BEBRA Bauberufe zum Ausprobieren

Mehr Meister, weniger Master! Info-Wochen auf Lehrbaustelle der Bauwirtschaft

03.03.18 - Der großformatige, an der Fassade der Lehrbaustelle angebrachte Slogan „Die Zukunft ist unsere Baustelle“ ist Verheißung und Angebot gleichermaßen. Die Lehrbaustelle der Bauwirtschaft ist Sitz des Bildungszentrums Osthessen Bebra, das wiederum Mitglied des Bildungszentrums Bau Osthessen e.V. ist, einem Zusammenschluss von fünf überbetrieblichen Ausbildungsstäten des Bauhandwerks im osthessischen Raum. Seit dem 01.09.1979 wird hier die überbetriebliche Ausbildung in der Bauwirtschaft im hiesigen Raum durchgeführt.

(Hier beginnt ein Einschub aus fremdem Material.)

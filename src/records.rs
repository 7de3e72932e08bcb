//! Discount Records
//!
//! A [`DiscountRecord`] is one earned, not-yet-consumed discount grant. The
//! records live in a client-held store, so everything read back is treated
//! as untrusted: deserialization re-validates every invariant. An expired
//! record is filtered out wherever discounts are evaluated rather than being
//! actively deleted.

use std::fmt;

use jiff::{SignedDuration, Timestamp};
use rand::{Rng, distributions::Alphanumeric, thread_rng};
use serde::{Deserialize, Serialize};
use thiserror::Error;

use crate::{
    discounts::{DiscountError, DiscountPercent},
    products::ProductId,
};

/// Length of generated record ids.
const RECORD_ID_LEN: usize = 12;

/// Errors raised while constructing or validating a discount record.
#[derive(Debug, Error)]
pub enum RecordError {
    /// A record's expiry was not strictly after its earned timestamp.
    #[error("record {0}: expiry must be after the earned timestamp")]
    ExpiryNotAfterEarned(RecordId),

    /// A validity window was zero or negative.
    #[error("validity window must be positive, got {0:#}")]
    NonPositiveValidity(SignedDuration),

    /// Adding the validity window overflowed the representable time range.
    #[error("record expiry is outside the representable time range")]
    ExpiryOutOfRange,

    /// Wrapped percent validation error.
    #[error(transparent)]
    Discount(#[from] DiscountError),
}

/// Opaque identifier for a discount record, assigned at creation.
#[derive(Debug, Clone, PartialEq, Eq, Hash, Serialize, Deserialize)]
#[serde(transparent)]
pub struct RecordId(String);

impl RecordId {
    /// Create a record id from an existing string.
    pub fn new(id: impl Into<String>) -> Self {
        Self(id.into())
    }

    /// Generate a fresh random alphanumeric id.
    #[must_use]
    pub fn generate() -> Self {
        let id: String = thread_rng()
            .sample_iter(Alphanumeric)
            .take(RECORD_ID_LEN)
            .map(char::from)
            .collect();

        Self(id)
    }

    /// Return the id as a string slice.
    #[must_use]
    pub fn as_str(&self) -> &str {
        &self.0
    }
}

impl fmt::Display for RecordId {
    fn fmt(&self, f: &mut fmt::Formatter<'_>) -> fmt::Result {
        fmt::Display::fmt(&self.0, f)
    }
}

/// One earned, not-yet-consumed discount grant with an expiry.
#[derive(Debug, Clone, PartialEq, Serialize, Deserialize)]
#[serde(try_from = "RawDiscountRecord", into = "RawDiscountRecord")]
pub struct DiscountRecord {
    id: RecordId,
    product: ProductId,
    percent: DiscountPercent,
    game: String,
    earned_at: Timestamp,
    expires_at: Timestamp,
    applied: bool,
}

impl DiscountRecord {
    /// Create a record from explicit timestamps.
    ///
    /// # Errors
    ///
    /// Returns [`RecordError::ExpiryNotAfterEarned`] unless
    /// `expires_at > earned_at`.
    pub fn new(
        id: RecordId,
        product: ProductId,
        percent: DiscountPercent,
        game: impl Into<String>,
        earned_at: Timestamp,
        expires_at: Timestamp,
    ) -> Result<Self, RecordError> {
        if expires_at <= earned_at {
            return Err(RecordError::ExpiryNotAfterEarned(id));
        }

        Ok(Self {
            id,
            product,
            percent,
            game: game.into(),
            earned_at,
            expires_at,
            applied: false,
        })
    }

    /// Create a freshly earned record with a generated id and a validity
    /// window starting at `earned_at`.
    ///
    /// # Errors
    ///
    /// Returns a [`RecordError`] if the window is not positive or the expiry
    /// falls outside the representable time range.
    pub fn grant(
        product: ProductId,
        percent: DiscountPercent,
        game: impl Into<String>,
        earned_at: Timestamp,
        validity: SignedDuration,
    ) -> Result<Self, RecordError> {
        if validity <= SignedDuration::ZERO {
            return Err(RecordError::NonPositiveValidity(validity));
        }

        let expires_at = earned_at
            .checked_add(validity)
            .map_err(|_err| RecordError::ExpiryOutOfRange)?;

        Self::new(
            RecordId::generate(),
            product,
            percent,
            game,
            earned_at,
            expires_at,
        )
    }

    /// Return the record id.
    #[must_use]
    pub fn id(&self) -> &RecordId {
        &self.id
    }

    /// Return the product this discount applies to.
    #[must_use]
    pub fn product(&self) -> &ProductId {
        &self.product
    }

    /// Return the earned discount percent.
    #[must_use]
    pub fn percent(&self) -> DiscountPercent {
        self.percent
    }

    /// Return the tag of the mini-game that produced this record.
    #[must_use]
    pub fn game(&self) -> &str {
        &self.game
    }

    /// Return when the discount was earned.
    #[must_use]
    pub fn earned_at(&self) -> Timestamp {
        self.earned_at
    }

    /// Return when the discount expires.
    #[must_use]
    pub fn expires_at(&self) -> Timestamp {
        self.expires_at
    }

    /// Whether this record has already been consumed.
    #[must_use]
    pub fn applied(&self) -> bool {
        self.applied
    }

    /// Whether this record targets the given product.
    #[must_use]
    pub fn matches(&self, product: &ProductId) -> bool {
        self.product == *product
    }

    /// Whether this record has expired as of `now`.
    #[must_use]
    pub fn is_expired(&self, now: Timestamp) -> bool {
        self.expires_at <= now
    }

    /// Whether this record can still contribute a discount as of `now`:
    /// unconsumed and unexpired.
    #[must_use]
    pub fn is_active(&self, now: Timestamp) -> bool {
        !self.applied && !self.is_expired(now)
    }

    /// Consume the record, flipping `applied` to true.
    ///
    /// Returns whether the flip happened; a record is consumed at most once
    /// and later calls are no-ops.
    pub fn mark_applied(&mut self) -> bool {
        let transitioned = !self.applied;

        self.applied = true;

        transitioned
    }
}

/// Wire shape of a record in the client store, before validation.
#[derive(Debug, Clone, Serialize, Deserialize)]
struct RawDiscountRecord {
    id: RecordId,
    product: ProductId,
    percent: u8,
    game: String,
    earned_at: Timestamp,
    expires_at: Timestamp,
    #[serde(default)]
    applied: bool,
}

impl TryFrom<RawDiscountRecord> for DiscountRecord {
    type Error = RecordError;

    fn try_from(raw: RawDiscountRecord) -> Result<Self, Self::Error> {
        let percent = DiscountPercent::try_from(raw.percent).map_err(RecordError::from)?;

        let mut record = Self::new(
            raw.id,
            raw.product,
            percent,
            raw.game,
            raw.earned_at,
            raw.expires_at,
        )?;

        // A stored record may legitimately already be consumed.
        record.applied = raw.applied;

        Ok(record)
    }
}

impl From<DiscountRecord> for RawDiscountRecord {
    fn from(record: DiscountRecord) -> Self {
        Self {
            id: record.id,
            product: record.product,
            percent: record.percent.points(),
            game: record.game,
            earned_at: record.earned_at,
            expires_at: record.expires_at,
            applied: record.applied,
        }
    }
}

#[cfg(test)]
mod tests {
    use testresult::TestResult;

    use super::*;

    fn ts(s: &str) -> TestResult<Timestamp> {
        Ok(s.parse()?)
    }

    fn sample_record() -> TestResult<DiscountRecord> {
        Ok(DiscountRecord::new(
            RecordId::new("rec-chrysalis"),
            ProductId::from("gummy-grubs"),
            DiscountPercent::try_from(12)?,
            "card-cull",
            ts("2025-06-01T00:00:00Z")?,
            ts("2025-06-02T00:00:00Z")?,
        )?)
    }

    #[test]
    fn new_rejects_expiry_at_or_before_earned() -> TestResult {
        let earned = ts("2025-06-01T00:00:00Z")?;

        let result = DiscountRecord::new(
            RecordId::new("rec-bad"),
            ProductId::from("moth-balm"),
            DiscountPercent::try_from(6)?,
            "grub-dash",
            earned,
            earned,
        );

        assert!(matches!(result, Err(RecordError::ExpiryNotAfterEarned(_))));

        Ok(())
    }

    #[test]
    fn grant_builds_expiry_from_validity_window() -> TestResult {
        let earned = ts("2025-06-01T00:00:00Z")?;

        let record = DiscountRecord::grant(
            ProductId::from("moth-balm"),
            DiscountPercent::try_from(6)?,
            "grub-dash",
            earned,
            SignedDuration::from_hours(24),
        )?;

        assert_eq!(record.expires_at(), ts("2025-06-02T00:00:00Z")?);
        assert!(!record.applied());

        Ok(())
    }

    #[test]
    fn grant_rejects_non_positive_validity() -> TestResult {
        let earned = ts("2025-06-01T00:00:00Z")?;

        let result = DiscountRecord::grant(
            ProductId::from("moth-balm"),
            DiscountPercent::try_from(6)?,
            "grub-dash",
            earned,
            SignedDuration::ZERO,
        );

        assert!(matches!(result, Err(RecordError::NonPositiveValidity(_))));

        Ok(())
    }

    #[test]
    fn generated_ids_are_distinct() {
        let first = RecordId::generate();
        let second = RecordId::generate();

        assert_eq!(first.as_str().len(), RECORD_ID_LEN);
        assert_ne!(first, second);
    }

    #[test]
    fn expiry_is_enforced_at_read_time() -> TestResult {
        let record = sample_record()?;

        assert!(!record.is_expired(ts("2025-06-01T12:00:00Z")?));
        assert!(record.is_active(ts("2025-06-01T12:00:00Z")?));

        // The boundary instant itself counts as expired.
        assert!(record.is_expired(ts("2025-06-02T00:00:00Z")?));
        assert!(!record.is_active(ts("2025-06-02T00:00:00Z")?));

        Ok(())
    }

    #[test]
    fn mark_applied_flips_exactly_once() -> TestResult {
        let mut record = sample_record()?;

        assert!(record.mark_applied());
        assert!(record.applied());
        assert!(!record.mark_applied());
        assert!(!record.is_active(ts("2025-06-01T12:00:00Z")?));

        Ok(())
    }

    #[test]
    fn deserialization_rejects_tampered_percent() -> TestResult {
        let json = r#"{
            "id": "rec-tampered",
            "product": "gummy-grubs",
            "percent": 160,
            "game": "card-cull",
            "earned_at": "2025-06-01T00:00:00Z",
            "expires_at": "2025-06-02T00:00:00Z"
        }"#;

        let result: Result<DiscountRecord, _> = serde_json::from_str(json);

        assert!(result.is_err());

        Ok(())
    }

    #[test]
    fn deserialization_rejects_inverted_expiry() {
        let json = r#"{
            "id": "rec-inverted",
            "product": "gummy-grubs",
            "percent": 12,
            "game": "card-cull",
            "earned_at": "2025-06-02T00:00:00Z",
            "expires_at": "2025-06-01T00:00:00Z"
        }"#;

        let result: Result<DiscountRecord, _> = serde_json::from_str(json);

        assert!(result.is_err());
    }

    #[test]
    fn deserialization_accepts_over_cap_but_in_range_percent() -> TestResult {
        // A tampered store claiming 60% is structurally valid; the cart-level
        // cap clamps it at application time instead of rejecting it here.
        let json = r#"{
            "id": "rec-greedy",
            "product": "gummy-grubs",
            "percent": 60,
            "game": "card-cull",
            "earned_at": "2025-06-01T00:00:00Z",
            "expires_at": "2025-06-02T00:00:00Z"
        }"#;

        let record: DiscountRecord = serde_json::from_str(json)?;

        assert_eq!(record.percent().points(), 60);

        Ok(())
    }

    #[test]
    fn applied_defaults_to_false_on_the_wire() -> TestResult {
        let record = sample_record()?;
        let json = serde_json::to_string(&record)?;
        let restored: DiscountRecord = serde_json::from_str(&json)?;

        assert_eq!(restored, record);
        assert!(!restored.applied());

        Ok(())
    }
}
//! Integration test for fixture-driven cart evaluation.
//!
//! The storefront fixture set describes a realistic session:
//!
//! - Gummy Grubs, 2 x $4.99, with two live grants (12% and 6%) — only the
//!   12% one applies: $9.98 -> $8.78 (120 cents saved, max not sum).
//! - Moth Balm, 1 x $12.50, with an expired 9% grant — full price.
//! - Silk Shroud Tee, 1 x $24.00, with an already-consumed 15% grant —
//!   full price.
//!
//! Expected subtotal: $46.48 (4648 cents); expected total: $45.28.

use jiff::Timestamp;
use rusty_money::{Money, iso::USD};
use testresult::TestResult;

use cocoon::{fixtures::Fixture, products::ProductId, store::RewardStore, summary::CartSummary};

fn now() -> TestResult<Timestamp> {
    Ok("2025-06-15T00:00:00Z".parse()?)
}

#[test]
fn storefront_cart_prices_every_line() -> TestResult {
    let fixture = Fixture::from_set("storefront")?;
    let cart = fixture.cart(None)?;

    let pricing = cart.evaluate(fixture.store().records(), now()?)?;

    assert_eq!(pricing.subtotal(), Money::from_minor(4_648, USD));
    assert_eq!(pricing.total(), Money::from_minor(4_528, USD));
    assert_eq!(pricing.savings()?, Money::from_minor(120, USD));

    let lines = pricing.lines();

    // Gummy Grubs: the 12% grant wins over the 6% one; they never stack.
    assert_eq!(
        lines.first().map(|l| l.discount.percent().points()),
        Some(12)
    );
    assert_eq!(
        lines.first().map(|l| l.final_price),
        Some(Money::from_minor(878, USD))
    );

    // Moth Balm: the expired grant contributes nothing.
    assert_eq!(lines.get(1).map(|l| l.discount.is_none()), Some(true));

    // Silk Shroud Tee: the consumed grant contributes nothing.
    assert_eq!(lines.get(2).map(|l| l.discount.is_none()), Some(true));

    Ok(())
}

#[test]
fn consuming_a_grant_resolves_it_onto_the_line_without_double_dipping() -> TestResult {
    let mut fixture = Fixture::from_set("storefront")?;
    let now = now()?;

    // Add-to-cart: the best grubs grant is spent and its percent resolved.
    let resolved = fixture
        .store_mut()
        .consume(&ProductId::from("gummy-grubs"), now);

    assert_eq!(resolved.map(cocoon::discounts::DiscountPercent::points), Some(12));

    let mut items = fixture.items().to_vec();

    if let Some(resolved) = resolved
        && let Some(line) = items.first_mut()
    {
        line.set_earned_discount(resolved);
    }

    let cart = cocoon::carts::Cart::with_items(items, fixture.currency()?)?;
    let pricing = cart.evaluate(fixture.store().records(), now)?;

    // The resolved 12% and the still-live 6% grant must not stack: the cart
    // charges the same $1.20 off as before the consume.
    assert_eq!(pricing.total(), Money::from_minor(4_528, USD));

    Ok(())
}

#[test]
fn consumed_state_survives_a_store_round_trip() -> TestResult {
    let mut fixture = Fixture::from_set("storefront")?;
    let now = now()?;

    fixture
        .store_mut()
        .consume(&ProductId::from("gummy-grubs"), now);

    let dir = tempfile::tempdir()?;
    let path = dir.path().join(cocoon::store::STORAGE_KEY);

    fixture.store().save(&path)?;

    let reloaded = RewardStore::load(&path)?;

    // After reload only the 6% grubs grant is still live.
    assert_eq!(
        reloaded
            .best_for(&ProductId::from("gummy-grubs"), now)
            .map(|r| r.percent().points()),
        Some(6)
    );

    Ok(())
}

#[test]
fn summary_renders_the_storefront_cart() -> TestResult {
    let fixture = Fixture::from_set("storefront")?;
    let cart = fixture.cart(None)?;
    let now = now()?;

    let pricing = cart.evaluate(fixture.store().records(), now)?;
    let summary = CartSummary::new(pricing);

    let mut rendered = Vec::new();

    summary.write_to(&mut rendered, &cart, fixture.products(), fixture.store(), now)?;

    let text = String::from_utf8(rendered)?;

    assert!(text.contains("Gummy Grubs"), "missing product name");
    assert!(text.contains("card-cull"), "missing reward source");
    assert!(text.contains("Total:"), "missing totals block");

    Ok(())
}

Vom 26. bis 28. Februar und vom 01. bis 07. März 2018 öffnen sich bereits zum 14. Mal die Türen der Einrichtung der Bauhandwerks-Innung, um Schulklassen ab dem 7. Schuljahr die Möglichkeit zu geben, das Bildungszentrum zu besuchen und dabei die verschiedenen Bauberufe kennen zu lernen. Bauberufe sind vielfältig, beschränken sich keineswegs nur auf Maurer oder Betonbauer, sondern bieten auch als Zimmerer oder Trockenbaumonteur interessante Berufsfelder.

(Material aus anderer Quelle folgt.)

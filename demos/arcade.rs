//! Arcade Demo
//!
//! This demo plays one mini-game session: roll (or pass) a score, show the
//! progress hint toward the next tier, grant a reward when a tier is met,
//! and persist the reward store for the cart demo to pick up.
//!
//! Use `-s` to fix the score instead of rolling one
//! Use `-g` / `-p` to pick the game tag and target product

use std::fs::create_dir_all;

use anyhow::Result;
use clap::Parser;
use jiff::Timestamp;
use rand::Rng;

use cocoon::{
    games::{DEFAULT_VALIDITY, GameOutcome, grant},
    products::ProductId,
    store::RewardStore,
    tiers::TierTable,
    utils::DemoArcadeArgs,
};

#[expect(clippy::print_stdout, reason = "Example code")]
pub fn main() -> Result<()> {
    let args = DemoArcadeArgs::parse();
    let table = TierTable::standard();

    let score = match args.score {
        Some(score) => score,
        None => rand::thread_rng().gen_range(0..80),
    };

    let outcome = GameOutcome::new(args.game, ProductId::new(args.product), score)?;

    println!(
        "{} session finished with score {}",
        outcome.game(),
        outcome.score()
    );

    match table.progress_toward(outcome.score()) {
        Some(progress) => println!(
            "{} more points would unlock {} off",
            progress.points_needed, progress.percent
        ),
        None => println!("top tier reached"),
    }

    let now = Timestamp::now();

    match grant(&outcome, &table, now, DEFAULT_VALIDITY)? {
        Some(record) => {
            println!(
                "earned {} off {} until {}",
                record.percent(),
                record.product(),
                record.expires_at()
            );

            if let Some(parent) = args.store.parent() {
                create_dir_all(parent)?;
            }

            let mut store = RewardStore::load(&args.store).unwrap_or_default();

            store.grant(record);
            store.save(&args.store)?;

            println!("stored {} reward(s) in {}", store.len(), args.store.display());
        }
        None => println!("no discount earned this time"),
    }

    Ok(())
}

Diese Tage der offenen Türen haben sich bewährt“, versichert Klaus Stöcker, der langjährige, inzwischen aus dem Amt ausgeschiedene Kreishandwerksmeister, grenzt aber ein: „Der Erfolg ist nicht messbar. Wird bei einem späteren Einstellungsgespräch danach gefragt, erinnern sich die jungen Menschen vor allem an die angebotene Bratwurst und Cola“. Diese mit einem Augenzwinkern vorgetragene Aussage begründet sich damit, dass den Schülerinnen und Schüler das kulinarische Angebot zur Stärkung dient und bei den ausgetragenen Wissens- und Geschicklichkeitsspielen Preise zu gewinnen sind. Das alles ist mit nicht unerheblichen Kosten verbunden, von denen die Agentur für Arbeit Bad Hersfeld-Fulda einen erheblichen Teil übernimmt.

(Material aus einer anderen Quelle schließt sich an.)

//! Cart Summary
//!
//! Storefront-facing rendering of an evaluated cart: one row per line item
//! with its base price, discounted price and savings, plus cart totals and
//! the reward that produced each discount.

use std::io;

use decimal_percentage::Percentage;
use humanize_duration::{Truncate, prelude::DurationExt};
use jiff::Timestamp;
use rust_decimal::{Decimal, prelude::FromPrimitive};
use rustc_hash::FxHashMap;
use rusty_money::MoneyError;
use tabled::{
    builder::Builder,
    settings::{Alignment, Style, object::Columns},
};
use thiserror::Error;

use crate::{
    carts::{Cart, CartPricing, LinePricing},
    products::{Product, ProductId},
    store::RewardStore,
};

/// Errors that can occur when rendering a cart summary.
#[derive(Debug, Error)]
pub enum SummaryError {
    /// Error finding a product in the product catalog.
    #[error("Missing product {0}")]
    MissingProduct(ProductId),

    /// Wrapped cart lookup error.
    #[error(transparent)]
    Cart(#[from] crate::carts::CartError),

    /// Wrapper for money errors.
    #[error(transparent)]
    Money(#[from] MoneyError),

    /// IO error
    #[error("IO error")]
    IO,
}

/// Rendered view of an evaluated cart.
#[derive(Debug, Clone)]
pub struct CartSummary<'a> {
    pricing: CartPricing<'a>,
}

impl<'a> CartSummary<'a> {
    /// Wrap an evaluated cart for rendering.
    #[must_use]
    pub fn new(pricing: CartPricing<'a>) -> Self {
        Self { pricing }
    }

    /// The underlying pricing.
    #[must_use]
    pub fn pricing(&self) -> &CartPricing<'a> {
        &self.pricing
    }

    /// Calculates the savings made across the cart as a percentage.
    ///
    /// # Errors
    ///
    /// Returns a [`MoneyError`] if the subtraction operation fails.
    pub fn savings_percent(&self) -> Result<Percentage, MoneyError> {
        let savings = self.pricing.savings()?;

        // Percent savings is relative to the original (pre-discount) subtotal.
        // Avoid integer division truncation by doing the ratio in decimal space.
        let savings_minor = savings.to_minor_units();
        let subtotal_minor = self.pricing.subtotal().to_minor_units();

        if subtotal_minor == 0 {
            return Ok(Percentage::from(0.0));
        }

        let savings_dec = Decimal::from_i64(savings_minor).unwrap_or(Decimal::ZERO);
        let subtotal_dec = Decimal::from_i64(subtotal_minor).unwrap_or(Decimal::ZERO);

        Ok(Percentage::from(savings_dec / subtotal_dec))
    }

    /// Render the summary table and totals.
    ///
    /// # Errors
    ///
    /// Returns a [`SummaryError`] if a product is missing from the catalog
    /// or the output cannot be written.
    pub fn write_to(
        &self,
        mut out: impl io::Write,
        cart: &Cart<'_>,
        products: &FxHashMap<ProductId, Product<'_>>,
        store: &RewardStore,
        now: Timestamp,
    ) -> Result<(), SummaryError> {
        let mut builder = Builder::default();

        builder.push_record(["", "Item", "Qty", "Base Price", "Price", "Savings", "Reward"]);

        for line in self.pricing.lines() {
            let item = cart.get_item(line.item_idx)?;

            let product = products
                .get(item.product())
                .ok_or_else(|| SummaryError::MissingProduct(item.product().clone()))?;

            let savings = line.original.sub(line.final_price)?;

            builder.push_record([
                format!("#{:<3}", line.item_idx + 1),
                product.name.clone(),
                item.quantity().to_string(),
                line.original.to_string(),
                line.final_price.to_string(),
                if line.discount.is_none() {
                    String::new()
                } else {
                    format!("-{savings}")
                },
                reward_cell(line, item.product(), store, now),
            ]);
        }

        let mut table = builder.build();

        table.with(Style::sharp());
        table.modify(Columns::new(2..=5), Alignment::right());

        writeln!(out, "{table}").map_err(|_err| SummaryError::IO)?;

        self.write_totals(&mut out)?;

        Ok(())
    }

    fn write_totals(&self, out: &mut impl io::Write) -> Result<(), SummaryError> {
        let savings = self.pricing.savings()?;
        let percent = self.savings_percent()?;
        let percent_points = ((percent * Decimal::ONE) * Decimal::ONE_HUNDRED).round_dp(1);

        writeln!(out, "Subtotal: {}", self.pricing.subtotal()).map_err(|_err| SummaryError::IO)?;
        writeln!(out, "Rewards:  -{savings} ({percent_points}%)")
            .map_err(|_err| SummaryError::IO)?;
        writeln!(out, "Total:    {}", self.pricing.total()).map_err(|_err| SummaryError::IO)?;

        Ok(())
    }
}

/// Describe the reward behind a discounted line: the honored percent, the
/// game that earned it, and how long the backing record stays redeemable.
fn reward_cell(
    line: &LinePricing<'_>,
    product: &ProductId,
    store: &RewardStore,
    now: Timestamp,
) -> String {
    if line.discount.is_none() {
        return String::new();
    }

    let percent = line.discount.percent();

    match store.best_for(product, now) {
        Some(record) => {
            let remaining = record.expires_at().duration_since(now).unsigned_abs();

            format!(
                "{percent} from {} (expires in {})",
                record.game(),
                remaining.human(Truncate::Minute)
            )
        }
        None => format!("{percent} earned"),
    }
}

Insgesamt 611 Schülerinnen und Schüler der Brüder-Grimm-Gesamtschule, der Gesamtschulen Niederaula, Geistal, Obersberg und Schenklengsfeld, der Beruflichen Schulen aus Bad Hersfeld und Bebra, der Jakob-Grimm-Schule und der Blumensteinschule nutzen das Angebot. Von der Bauwirtschaft in Hessen werden Schüler/-innen mit Hauptschulabschluss gesucht, die Interesse an technischen Abläufen haben und sowohl für ein Grundverständnis von mathematischen wie auch von arbeitstechnischen Abläufen zu gewinnen sind. 70 bis 100 junge Menschen kommen pro Tag und in dieser Zeit wird der laufende Betrieb auf ein Minimum zurückgefahren.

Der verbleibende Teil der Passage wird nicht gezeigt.